Would you please transcribe, exactly as written, the lines of the entries below starting at the one that holds "mapping destination and" and ending at the one that holds "it would hit", both included?

(Collected data)
================

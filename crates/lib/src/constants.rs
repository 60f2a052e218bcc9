//! Constants used throughout the dotbag library.
//!
//! This module provides central definitions for the path separator and the
//! limits applied by the recursive algorithms.

/// Separator between the segments of a dot-notation path.
pub const PATH_SEPARATOR: char = '.';

/// Maximum nesting depth a structural merge will recurse into.
///
/// Merging a source nested deeper than this fails with
/// [`ContainerError::MergeTooDeep`](crate::container::ContainerError::MergeTooDeep)
/// instead of exhausting the stack.
pub const MAX_MERGE_DEPTH: usize = 512;
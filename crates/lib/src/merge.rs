//! Structural merge of container trees.
//!
//! Merging is decided per key and purely on shape, never on value:
//!
//! - the key is absent, the existing value is a scalar, or the incoming value
//!   is a scalar: the incoming value **overwrites**
//! - both sides are containers: the incoming container is **merged** into the
//!   existing one entry by entry, recursively
//!
//! A mapping can be merged into a record and vice versa. Mapping keys become
//! field names through their text form; field names become mapping keys
//! through [`Key::parse`].
//!
//! ```
//! use dotbag::container::Value;
//! use dotbag::{merge::merge_value, record};
//!
//! let mut dest = Value::from(record! {
//!     "child" => record! { "one" => 1, "two" => 2 },
//! });
//! merge_value(&mut dest, record! { "child" => record! { "one" => 5, "four" => 6 } })?;
//!
//! let expected = record! {
//!     "child" => record! { "one" => 5, "two" => 2, "four" => 6 },
//! };
//! assert_eq!(dest, Value::from(expected));
//! # Ok::<(), dotbag::Error>(())
//! ```

use tracing::trace;

use crate::constants::MAX_MERGE_DEPTH;
use crate::container::{ContainerError, Key, Value, kind};

/// What a merge does with one incoming key.
#[derive(Debug, Clone, Copy, PartialEq, Eq)]
pub enum MergeDecision {
    /// Replace whatever is stored under the key
    Overwrite,
    /// Merge the incoming container into the existing one
    Merge,
}

/// Returns true if merging `incoming` under `key` replaces the stored value.
///
/// Fails with [`ContainerError::UnsupportedType`] if `container` is not a
/// mapping or a record.
pub fn should_overwrite(
    container: &Value,
    key: impl Into<Key>,
    incoming: &Value,
) -> Result<bool, ContainerError> {
    decide(container, key, incoming).map(|decision| decision == MergeDecision::Overwrite)
}

/// Decides how `incoming` is merged under `key`.
pub fn decide(
    container: &Value,
    key: impl Into<Key>,
    incoming: &Value,
) -> Result<MergeDecision, ContainerError> {
    let key = key.into();
    let existing = match container {
        Value::Mapping(mapping) => mapping.get(&key),
        Value::Record(record) => record.get(&key.to_string()),
        other => return Err(ContainerError::unsupported(other.type_name())),
    };

    let decision = match existing {
        Some(existing) if kind::is_readable(existing) && kind::is_traversable(incoming) => {
            MergeDecision::Merge
        }
        _ => MergeDecision::Overwrite,
    };
    Ok(decision)
}

/// Merges `value` into `container` under `key`.
///
/// The whole merge is checked before anything is written, so an error leaves
/// `container` unchanged.
pub fn merge_into(
    container: &mut Value,
    key: impl Into<Key>,
    value: impl Into<Value>,
) -> crate::Result<()> {
    let key = key.into();
    let value = value.into();
    check_entry(container, &key, &value, 0)?;
    merge_entry(container, key, value, 0)?;
    Ok(())
}

/// Merges the whole of `source` into `dest`.
///
/// A container source is merged entry by entry in its iteration order. A
/// scalar source has no keys: it is appended to a mapping destination and
/// rejected by a record destination. On error `dest` is unchanged.
pub fn merge_value(dest: &mut Value, source: impl Into<Value>) -> crate::Result<()> {
    let source = source.into();
    check_merge(dest, &source, 0)?;
    merge_at_depth(dest, source, 0)?;
    Ok(())
}

/// Dry run of [`merge_at_depth`] that reports every failure it would hit
fn check_merge(dest: &Value, source: &Value, depth: usize) -> Result<(), ContainerError> {
    if depth > MAX_MERGE_DEPTH {
        return Err(ContainerError::MergeTooDeep {
            depth: MAX_MERGE_DEPTH,
        });
    }
    kind::require_readable(dest)?;

    match source {
        Value::Mapping(source) => source
            .iter()
            .try_for_each(|(key, value)| check_entry(dest, key, value, depth)),
        Value::Record(source) => source
            .iter()
            .try_for_each(|(name, value)| check_entry(dest, &Key::parse(name), value, depth)),
        scalar => match dest {
            Value::Mapping(mapping) if mapping.contains_key(mapping.next_index()) => {
                Err(ContainerError::IndexOccupied {
                    index: mapping.next_index(),
                })
            }
            Value::Mapping(_) => Ok(()),
            _ => Err(ContainerError::unsupported(scalar.type_name())),
        },
    }
}

fn check_entry(
    container: &Value,
    key: &Key,
    value: &Value,
    depth: usize,
) -> Result<(), ContainerError> {
    if decide(container, key, value)? == MergeDecision::Merge {
        if let Some(existing) = slot(container, key) {
            return check_merge(existing, value, depth + 1);
        }
    }
    Ok(())
}

fn merge_at_depth(dest: &mut Value, source: Value, depth: usize) -> Result<(), ContainerError> {
    match source {
        Value::Mapping(source) => {
            for (key, value) in source {
                merge_entry(dest, key, value, depth)?;
            }
        }
        Value::Record(source) => {
            for (name, value) in source {
                merge_entry(dest, Key::parse(&name), value, depth)?;
            }
        }
        scalar => match dest {
            Value::Mapping(mapping) => {
                let key = mapping
                    .push(scalar)
                    .ok_or_else(|| ContainerError::IndexOccupied {
                        index: mapping.next_index(),
                    })?;
                trace!(%key, depth, "Appended value without key");
            }
            _ => return Err(ContainerError::unsupported(scalar.type_name())),
        },
    }
    Ok(())
}

fn merge_entry(
    container: &mut Value,
    key: Key,
    value: Value,
    depth: usize,
) -> Result<(), ContainerError> {
    let decision = decide(container, &key, &value)?;
    trace!(%key, ?decision, depth, "Merging entry");

    if decision == MergeDecision::Merge {
        if let Some(existing) = slot_mut(container, &key) {
            return merge_at_depth(existing, value, depth + 1);
        }
    }

    match container {
        Value::Mapping(mapping) => {
            mapping.insert(key, value);
        }
        Value::Record(record) => {
            record.set(key.to_string(), value);
        }
        _ => {}
    }
    Ok(())
}

fn slot<'a>(container: &'a Value, key: &Key) -> Option<&'a Value> {
    match container {
        Value::Mapping(mapping) => mapping.get(key),
        Value::Record(record) => record.get(&key.to_string()),
        _ => None,
    }
}

fn slot_mut<'a>(container: &'a mut Value, key: &Key) -> Option<&'a mut Value> {
    match container {
        Value::Mapping(mapping) => mapping.get_mut(key),
        Value::Record(record) => record.get_mut(&key.to_string()),
        _ => None,
    }
}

================

RESULT OF THIS EXERCISE:
/// scalar source has no keys: it is appended to a mapping destination and
/// rejected by a record destination. On error `dest` is unchanged.
pub fn merge_value(dest: &mut Value, source: impl Into<Value>) -> crate::Result<()> {
    let source = source.into();
    check_merge(dest, &source, 0)?;
    merge_at_depth(dest, source, 0)?;
    Ok(())
}

/// Dry run of [`merge_at_depth`] that reports every failure it would hit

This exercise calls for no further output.